[Dataset entries]
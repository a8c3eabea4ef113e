//! 会话管理
//!
//! 统一管理多会话：每个会话一个 Agent，跨会话并发，会话内串行。
//! 会话内第二个并发 step 立即返回 Busy；cancel 放弃当前轮挂起的工具调用。

use std::collections::HashMap;
use std::sync::{Arc, Mutex as StdMutex};
use std::time::{Duration, Instant};

use tokio::sync::{Mutex, RwLock};
use tracing::info;

use crate::agent::{Agent, AgentBuilder, TurnInput, TurnOutcome};
use crate::config::AgentSection;
use crate::core::{AgentError, SessionSupervisor, TurnGuard};
use crate::flow::Flow;
use crate::llm::LlmClient;
use crate::memory::{SessionSnapshot, SnapshotStore};
use crate::tools::{RetryPolicy, ToolTransport};

/// 会话 ID
pub type SessionId = String;

/// 单个会话：Agent 与其监管
struct SessionHandle {
    agent: Mutex<Agent>,
    supervisor: SessionSupervisor,
    last_active: StdMutex<Instant>,
}

impl SessionHandle {
    fn new(agent: Agent) -> Self {
        Self {
            supervisor: SessionSupervisor::new(agent.session_id()),
            agent: Mutex::new(agent),
            last_active: StdMutex::new(Instant::now()),
        }
    }

    fn touch(&self) {
        if let Ok(mut t) = self.last_active.lock() {
            *t = Instant::now();
        }
    }

    fn idle_for(&self) -> Duration {
        self.last_active
            .lock()
            .map(|t| t.elapsed())
            .unwrap_or_default()
    }
}

/// 会话管理器
pub struct SessionManager {
    /// 已注册流程（flow_id -> Flow）
    flows: RwLock<HashMap<String, Arc<Flow>>>,
    /// 活动会话（session_id -> SessionHandle）
    sessions: RwLock<HashMap<SessionId, Arc<SessionHandle>>>,
    llm: Arc<dyn LlmClient>,
    transport: Arc<dyn ToolTransport>,
    retry: RetryPolicy,
    settings: AgentSection,
    store: Option<Arc<dyn SnapshotStore>>,
}

impl SessionManager {
    pub fn new(llm: Arc<dyn LlmClient>, transport: Arc<dyn ToolTransport>) -> Self {
        Self {
            flows: RwLock::new(HashMap::new()),
            sessions: RwLock::new(HashMap::new()),
            llm,
            transport,
            retry: RetryPolicy::default(),
            settings: AgentSection::default(),
            store: None,
        }
    }

    pub fn with_store(mut self, store: Arc<dyn SnapshotStore>) -> Self {
        self.store = Some(store);
        self
    }

    pub fn with_settings(mut self, settings: AgentSection) -> Self {
        self.settings = settings;
        self
    }

    pub fn with_retry(mut self, retry: RetryPolicy) -> Self {
        self.retry = retry;
        self
    }

    /// 注册流程（同 id 覆盖；已存在的会话继续使用旧定义）
    pub async fn register_flow(&self, flow: Arc<Flow>) {
        self.flows.write().await.insert(flow.id().to_string(), flow);
    }

    async fn flow(&self, flow_id: &str) -> Result<Arc<Flow>, AgentError> {
        self.flows
            .read()
            .await
            .get(flow_id)
            .cloned()
            .ok_or_else(|| AgentError::ConfigError(format!("unknown flow '{}'", flow_id)))
    }

    fn builder(&self, flow: Arc<Flow>) -> AgentBuilder {
        let mut builder = AgentBuilder::new(flow)
            .with_llm(Arc::clone(&self.llm))
            .with_transport(Arc::clone(&self.transport))
            .with_retry(self.retry.clone())
            .with_settings(self.settings.clone());
        if let Some(store) = &self.store {
            builder = builder.with_store(Arc::clone(store));
        }
        builder
    }

    async fn handle(&self, session_id: &str) -> Result<Arc<SessionHandle>, AgentError> {
        self.sessions
            .read()
            .await
            .get(session_id)
            .cloned()
            .ok_or_else(|| AgentError::SessionNotFound(session_id.to_string()))
    }

    /// 占用会话的当前轮；句柄在取出后已被卸载或结束时返回 SessionNotFound
    async fn begin_turn(
        &self,
        session_id: &str,
        handle: &Arc<SessionHandle>,
    ) -> Result<TurnGuard, AgentError> {
        let guard = handle.supervisor.try_begin_turn()?;
        let attached = self
            .sessions
            .read()
            .await
            .get(session_id)
            .is_some_and(|h| Arc::ptr_eq(h, handle));
        if !attached {
            return Err(AgentError::SessionNotFound(session_id.to_string()));
        }
        Ok(guard)
    }

    /// 新建会话并返回 id
    pub async fn create(&self, flow_id: &str) -> Result<SessionId, AgentError> {
        let flow = self.flow(flow_id).await?;
        let agent = self.builder(flow).build()?;
        let session_id = agent.session_id().to_string();
        self.sessions
            .write()
            .await
            .insert(session_id.clone(), Arc::new(SessionHandle::new(agent)));
        info!(session = %session_id, flow = %flow_id, "session created");
        Ok(session_id)
    }

    /// 执行一轮；会话正忙时立即返回 Busy
    pub async fn step(
        &self,
        session_id: &str,
        input: impl Into<TurnInput>,
    ) -> Result<TurnOutcome, AgentError> {
        let handle = self.handle(session_id).await?;
        let guard = self.begin_turn(session_id, &handle).await?;
        handle.touch();
        let mut agent = handle.agent.lock().await;
        let outcome = agent.step_with_cancel(input, guard.cancel_token()).await;
        handle.touch();
        outcome
    }

    /// 取消会话当前轮；空闲时返回 false
    pub async fn cancel(&self, session_id: &str) -> Result<bool, AgentError> {
        Ok(self.handle(session_id).await?.supervisor.cancel())
    }

    /// 从存储恢复会话；已在内存中则直接返回
    pub async fn resume(&self, session_id: &str) -> Result<SessionId, AgentError> {
        if self.sessions.read().await.contains_key(session_id) {
            return Ok(session_id.to_string());
        }
        let store = self
            .store
            .as_ref()
            .ok_or_else(|| AgentError::SessionNotFound(session_id.to_string()))?;
        let snapshot = store.load_snapshot(session_id)?;
        let flow = self.flow(&snapshot.flow_id).await?;
        let agent = self.builder(flow).resume(snapshot)?;

        let mut sessions = self.sessions.write().await;
        sessions
            .entry(session_id.to_string())
            .or_insert_with(|| Arc::new(SessionHandle::new(agent)));
        info!(session = %session_id, "session resumed");
        Ok(session_id.to_string())
    }

    /// 当前快照（不落盘）
    pub async fn snapshot(&self, session_id: &str) -> Result<SessionSnapshot, AgentError> {
        let handle = self.handle(session_id).await?;
        let agent = handle.agent.lock().await;
        Ok(agent.serialize())
    }

    /// 结束会话：取消进行中的轮次，移出活动集合并归档
    pub async fn terminate(&self, session_id: &str) -> Result<(), AgentError> {
        let handle = self
            .sessions
            .write()
            .await
            .remove(session_id)
            .ok_or_else(|| AgentError::SessionNotFound(session_id.to_string()))?;
        handle.supervisor.cancel();
        let mut agent = handle.agent.lock().await;
        agent.archive()?;
        let (prompt, completion, total) = agent.token_usage();
        info!(
            session = %session_id,
            turns = agent.turn_count(),
            prompt_tokens = prompt,
            completion_tokens = completion,
            total_tokens = total,
            "session terminated"
        );
        Ok(())
    }

    /// 活动会话 id（排序）
    pub async fn list(&self) -> Vec<SessionId> {
        let mut ids: Vec<_> = self.sessions.read().await.keys().cloned().collect();
        ids.sort();
        ids
    }

    /// 存储中可恢复的会话
    pub fn list_stored(&self) -> Result<Vec<SessionId>, AgentError> {
        match &self.store {
            Some(store) => store.list_sessions(),
            None => Ok(Vec::new()),
        }
    }

    pub async fn active_count(&self) -> usize {
        self.sessions.read().await.len()
    }

    /// 卸载空闲超时的会话（每轮已 checkpoint，可再 resume）
    ///
    /// 移除时持有会话的轮次占用，进行中或正要开始的轮次不会被卸载。
    pub async fn cleanup_expired(&self, timeout: Duration) -> usize {
        let mut sessions = self.sessions.write().await;
        let mut expired = Vec::new();
        for (id, handle) in sessions.iter() {
            if handle.idle_for() < timeout {
                continue;
            }
            if let Ok(guard) = handle.supervisor.try_begin_turn() {
                expired.push((id.clone(), guard));
            }
        }
        for (id, _guard) in &expired {
            sessions.remove(id);
        }
        if !expired.is_empty() {
            info!(count = expired.len(), "expired sessions unloaded");
        }
        expired.len()
    }
}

» Work required:
All lines above from the line with "pub async fn resume(&self, session_id: &str)" through the line with "let snapshot = store.load_snapshot(session_id)?;", both included, are to be set down exactly, with nothing else.

» Response box:
    pub async fn resume(&self, session_id: &str) -> Result<SessionId, AgentError> {
        if self.sessions.read().await.contains_key(session_id) {
            return Ok(session_id.to_string());
        }
        let store = self
            .store
            .as_ref()
            .ok_or_else(|| AgentError::SessionNotFound(session_id.to_string()))?;
        let snapshot = store.load_snapshot(session_id)?;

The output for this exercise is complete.